Below is a listing from which only part is wanted; return exactly the lines from the one with "Paths are always" up to and including the one with "fn read(&self, path: &Path) -> Result<Option<String>>;".
===
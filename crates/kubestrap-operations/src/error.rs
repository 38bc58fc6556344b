use std::path::PathBuf;

use kubestrap_host::{HostError, UnknownPackageManager};
use kubestrap_saga::{ActionError, StepError};
use thiserror::Error;

#[derive(Debug, Error)]
#[non_exhaustive]
pub enum ConfigError {
    #[error("failed to read config file '{path}'")]
    Read {
        path: PathBuf,
        #[source]
        source: std::io::Error,
    },

    #[error("failed to parse config file '{path}'")]
    Parse {
        path: PathBuf,
        #[source]
        source: toml::de::Error,
    },

    #[error(transparent)]
    UnknownPackageManager(#[from] UnknownPackageManager),

    #[error("unknown CNI plugin '{0}' (expected flannel or calico)")]
    UnknownCni(String),
}

#[derive(Debug, Error)]
#[non_exhaustive]
pub enum OperationError {
    #[error(transparent)]
    Host(#[from] HostError),

    #[error(transparent)]
    Config(#[from] ConfigError),

    #[error("must run as root (effective uid is {uid})")]
    NotRoot { uid: String },

    #[error("service '{0}' is not active")]
    ServiceInactive(String),

    #[error("node did not become Ready after {attempts} attempt(s)")]
    NodeNotReady { attempts: u32 },

    #[error("'{0}' not found; kubeadm init did not produce it")]
    MissingFile(PathBuf),

    #[error("failed to open audit log '{path}'")]
    AuditLog {
        path: PathBuf,
        #[source]
        source: std::io::Error,
    },
}

pub type Result<T> = std::result::Result<T, OperationError>;

/// Attach a step or rollback message to a lower-level failure.
pub(crate) trait ResultExt<T> {
    fn step_context(self, message: impl Into<String>) -> std::result::Result<T, StepError>;

    fn action_context(self, message: impl Into<String>) -> std::result::Result<T, ActionError>;
}

impl<T, E> ResultExt<T> for std::result::Result<T, E>
where
    E: std::error::Error + Send + Sync + 'static,
{
    fn step_context(self, message: impl Into<String>) -> std::result::Result<T, StepError> {
        self.map_err(|e| StepError::with_source(message, e))
    }

    fn action_context(self, message: impl Into<String>) -> std::result::Result<T, ActionError> {
        self.map_err(|e| ActionError::with_source(message, e))
    }
}

#[cfg(test)]
mod tests {
    use super::*;

    #[test]
    fn step_context_keeps_host_error_as_cause() {
        let result: std::result::Result<(), HostError> = Err(HostError::CommandFailed {
            command: "swapoff -a".to_string(),
            code: Some(1),
            stderr: "permission denied".to_string(),
        });

        let err = result.step_context("failed to disable swap").expect_err("error");

        assert_eq!(err.message(), "failed to disable swap");
        assert_eq!(
            err.full_message(),
            "failed to disable swap: 'swapoff -a' exited with status 1: permission denied"
        );
    }

    #[test]
    fn operation_error_wraps_host_error_transparently() {
        let err = OperationError::from(HostError::MissingTool("modprobe".to_string()));

        assert_eq!(err.to_string(), "required tool 'modprobe' not found on PATH");
    }
}
use std::fs;
use std::io::ErrorKind;
use std::path::{Component, Path, PathBuf};

use crate::error::{HostError, Result};

/// File access for step bodies.
///
/// Paths are always absolute host paths such as `/etc/fstab`; implementations
/// decide where they really live.
pub trait HostFs {
    /// Read a file, or `None` if it does not exist.
    ///
    /// # Errors
    ///
    /// Returns an error if the file exists but cannot be read.
    fn read(&self, path: &Path) -> Result<Option<String>>;

    /// Write a file, creating parent directories as needed.
    ///
    /// # Errors
    ///
    /// Returns an error if the file cannot be written.
    fn write(&self, path: &Path, contents: &str) -> Result<()>;

    /// Remove a file or directory tree. Missing paths are not an error.
    ///
    /// # Errors
    ///
    /// Returns an error if the path exists but cannot be removed.
    fn remove(&self, path: &Path) -> Result<()>;

    fn exists(&self, path: &Path) -> bool;
}

/// The real filesystem, optionally under a root prefix.
///
/// With the default root `/` paths are used as given. Any other root maps
/// `/etc/fstab` to `<root>/etc/fstab`, which lets a pipeline run against a
/// scratch directory.
#[derive(Debug, Clone)]
pub struct LocalFs {
    root: PathBuf,
}

impl Default for LocalFs {
    fn default() -> Self {
        Self::new("/")
    }
}

impl LocalFs {
    #[must_use]
    pub fn new(root: impl Into<PathBuf>) -> Self {
        Self { root: root.into() }
    }

    /// Where `path` lives on the real filesystem.
    #[must_use]
    pub fn resolve(&self, path: &Path) -> PathBuf {
        let relative: PathBuf = path
            .components()
            .filter(|c| matches!(c, Component::Normal(_)))
            .collect();
        self.root.join(relative)
    }
}

impl HostFs for LocalFs {
    fn read(&self, path: &Path) -> Result<Option<String>> {
        let real = self.resolve(path);
        match fs::read_to_string(&real) {
            Ok(contents) => Ok(Some(contents)),
            Err(e) if e.kind() == ErrorKind::NotFound => Ok(None),
            Err(source) => Err(HostError::Read { path: real, source }),
        }
    }

    fn write(&self, path: &Path, contents: &str) -> Result<()> {
        let real = self.resolve(path);
        if let Some(parent) = real.parent() {
            fs::create_dir_all(parent).map_err(|source| HostError::Write {
                path: parent.to_path_buf(),
                source,
            })?;
        }
        fs::write(&real, contents).map_err(|source| HostError::Write { path: real, source })
    }

    fn remove(&self, path: &Path) -> Result<()> {
        let real = self.resolve(path);
        let result = if real.is_dir() {
            fs::remove_dir_all(&real)
        } else {
            fs::remove_file(&real)
        };
        match result {
            Ok(()) => Ok(()),
            Err(e) if e.kind() == ErrorKind::NotFound => Ok(()),
            Err(source) => Err(HostError::Remove { path: real, source }),
        }
    }

    fn exists(&self, path: &Path) -> bool {
        self.resolve(path).exists()
    }
}
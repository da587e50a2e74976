//! Document ingestion: PDF text extraction and chunking

pub mod chunker;
pub mod loader;

pub use chunker::{Chunk, ChunkerConfig, TextChunker};
pub use loader::{extract_pages, PageText};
===
Problem solution:
/// Paths are always absolute host paths such as `/etc/fstab`; implementations
/// decide where they really live.
pub trait HostFs {
    /// Read a file, or `None` if it does not exist.
    ///
    /// # Errors
    ///
    /// Returns an error if the file exists but cannot be read.
    fn read(&self, path: &Path) -> Result<Option<String>>;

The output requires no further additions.